_DIRECTIONS FOR THIS TASK:_
Your output should be the line with "ops.iter().map(CigarOp::op_char).collect()" and all following lines of the data below, through the end, repeated exactly.

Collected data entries
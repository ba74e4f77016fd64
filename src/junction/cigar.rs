//! CIGAR decoding for text SAM records
use crate::error::Error;
use std::fmt;

/// CIGAR operation
#[derive(Debug, Clone, Copy, PartialEq, Eq)]
pub enum CigarOp {
    /// M: match/mismatch
    Match(u32),
    /// I: insertion to reference
    Ins(u32),
    /// D: deletion from reference
    Del(u32),
    /// N: skipped reference region (the DIP junction)
    RefSkip(u32),
    /// S: soft clip (clipped sequence present in read)
    SoftClip(u32),
    /// H: hard clip (clipped sequence not present)
    HardClip(u32),
    /// P: padding
    Pad(u32),
    /// =: exact match
    Equal(u32),
    /// X: mismatch
    Diff(u32),
}

impl CigarOp {
    fn from_parts(op: u8, len: u32) -> Option<Self> {
        let op = match op {
            b'M' => CigarOp::Match(len),
            b'I' => CigarOp::Ins(len),
            b'D' => CigarOp::Del(len),
            b'N' => CigarOp::RefSkip(len),
            b'S' => CigarOp::SoftClip(len),
            b'H' => CigarOp::HardClip(len),
            b'P' => CigarOp::Pad(len),
            b'=' => CigarOp::Equal(len),
            b'X' => CigarOp::Diff(len),
            _ => return None,
        };
        Some(op)
    }

    /// Get the operation character
    pub fn op_char(&self) -> char {
        match self {
            CigarOp::Match(_) => 'M',
            CigarOp::Ins(_) => 'I',
            CigarOp::Del(_) => 'D',
            CigarOp::RefSkip(_) => 'N',
            CigarOp::SoftClip(_) => 'S',
            CigarOp::HardClip(_) => 'H',
            CigarOp::Pad(_) => 'P',
            CigarOp::Equal(_) => '=',
            CigarOp::Diff(_) => 'X',
        }
    }

    /// Get the operation length
    pub fn len(&self) -> u32 {
        match self {
            CigarOp::Match(n)
            | CigarOp::Ins(n)
            | CigarOp::Del(n)
            | CigarOp::RefSkip(n)
            | CigarOp::SoftClip(n)
            | CigarOp::HardClip(n)
            | CigarOp::Pad(n)
            | CigarOp::Equal(n)
            | CigarOp::Diff(n) => *n,
        }
    }

    /// Check if operation is empty
    pub fn is_empty(&self) -> bool {
        self.len() == 0
    }

    /// Operations the junction detector understands (M, I, D, N, S)
    pub fn is_supported(&self) -> bool {
        matches!(
            self,
            CigarOp::Match(_)
                | CigarOp::Ins(_)
                | CigarOp::Del(_)
                | CigarOp::RefSkip(_)
                | CigarOp::SoftClip(_)
        )
    }

    /// Check if operation consumes reference bases
    pub fn consumes_reference(&self) -> bool {
        matches!(
            self,
            CigarOp::Match(_)
                | CigarOp::Equal(_)
                | CigarOp::Diff(_)
                | CigarOp::Del(_)
                | CigarOp::RefSkip(_)
        )
    }
}

impl fmt::Display for CigarOp {
    fn fmt(&self, f: &mut fmt::Formatter<'_>) -> fmt::Result {
        write!(f, "{}{}", self.len(), self.op_char())
    }
}

/// Decode a CIGAR string into ordered operations.
///
/// Accepts exactly the grammar `(\d+[MIDNSHP=X])+`. Anything else, including
/// the unmapped placeholder `*`, lengths overflowing `u32` and trailing digits,
/// is reported as [`Error::MalformedCigar`].
pub fn parse_cigar(cigar: &str) -> Result<Vec<CigarOp>, Error> {
    let malformed = || Error::MalformedCigar(cigar.to_string());

    let mut ops = Vec::with_capacity(cigar.len() / 2);
    let mut len: Option<u32> = None;

    for &b in cigar.as_bytes() {
        if b.is_ascii_digit() {
            let digit = u32::from(b - b'0');
            let next = len
                .unwrap_or(0)
                .checked_mul(10)
                .and_then(|n| n.checked_add(digit))
                .ok_or_else(malformed)?;
            len = Some(next);
        } else {
            let n = len.take().ok_or_else(malformed)?;
            ops.push(CigarOp::from_parts(b, n).ok_or_else(malformed)?);
        }
    }

    if len.is_some() || ops.is_empty() {
        return Err(malformed());
    }
    Ok(ops)
}

/// Op-letter pattern of a CIGAR with lengths stripped (`5S20M50N30M` -> `SMNM`)
pub fn pattern(ops: &[CigarOp]) -> String {
    ops.iter().map(CigarOp::op_char).collect()
}

/// Reference span covered by an alignment (sum of M, D, N, =, X lengths)
pub fn reference_length(ops: &[CigarOp]) -> u64 {
    ops.iter()
        .filter(|op| op.consumes_reference())
        .map(|op| u64::from(op.len()))
        .sum()
}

_SOLUTION BELOW:_
    ops.iter().map(CigarOp::op_char).collect()
}

/// Reference span covered by an alignment (sum of M, D, N, =, X lengths)
pub fn reference_length(ops: &[CigarOp]) -> u64 {
    ops.iter()
        .filter(|op| op.consumes_reference())
        .map(|op| u64::from(op.len()))
        .sum()
}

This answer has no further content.